*** RECORDS SHOWN ***

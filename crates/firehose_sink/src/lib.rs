//! # Firehose Sink
//!
//! Accumulating byte sinks for firehose batches.
//!
//! A sink is an **opaque byte store**: it accepts writes, can hand back
//! everything written so far, and is closed exactly once when the batch it
//! holds is done. Sinks do not interpret the records they carry.
//!
//! ## Available Sinks
//!
//! - [`MemorySink`] - Buffers in process memory
//! - [`FileSink`] - Spools to a temporary file that is deleted on close
//!
//! Both satisfy [`ByteSink`], so callers can pick one at runtime via
//! [`SinkKind`] without the code above them knowing the difference.
//!
//! ## Example
//!
//! ```rust
//! use firehose_sink::{ByteSink, MemorySink};
//! use std::io::Write;
//!
//! let mut sink = MemorySink::new();
//! sink.write_all(b"hello world").unwrap();
//! assert_eq!(sink.bytes().unwrap(), b"hello world");
//! sink.close().unwrap();
//! ```

#![deny(unsafe_code)]
#![warn(missing_docs)]

mod error;
mod file;
mod memory;
mod sink;

pub use error::{SinkError, SinkResult};
pub use file::FileSink;
pub use memory::MemorySink;
pub use sink::{ByteSink, SinkKind};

*** End of RECORDS SHOWN ***

## ABOUT THIS TASK
Please return exactly the lines that run from the line with "deleted on close" through the end of the records above, both included, and nothing more.

## SOLUTION BELOW
//! - [`FileSink`] - Spools to a temporary file that is deleted on close
//!
//! Both satisfy [`ByteSink`], so callers can pick one at runtime via
//! [`SinkKind`] without the code above them knowing the difference.
//!
//! ## Example
//!
//! ```rust
//! use firehose_sink::{ByteSink, MemorySink};
//! use std::io::Write;
//!
//! let mut sink = MemorySink::new();
//! sink.write_all(b"hello world").unwrap();
//! assert_eq!(sink.bytes().unwrap(), b"hello world");
//! sink.close().unwrap();
//! ```

#![deny(unsafe_code)]
#![warn(missing_docs)]

mod error;
mod file;
mod memory;
mod sink;

pub use error::{SinkError, SinkResult};
pub use file::FileSink;
pub use memory::MemorySink;
pub use sink::{ByteSink, SinkKind};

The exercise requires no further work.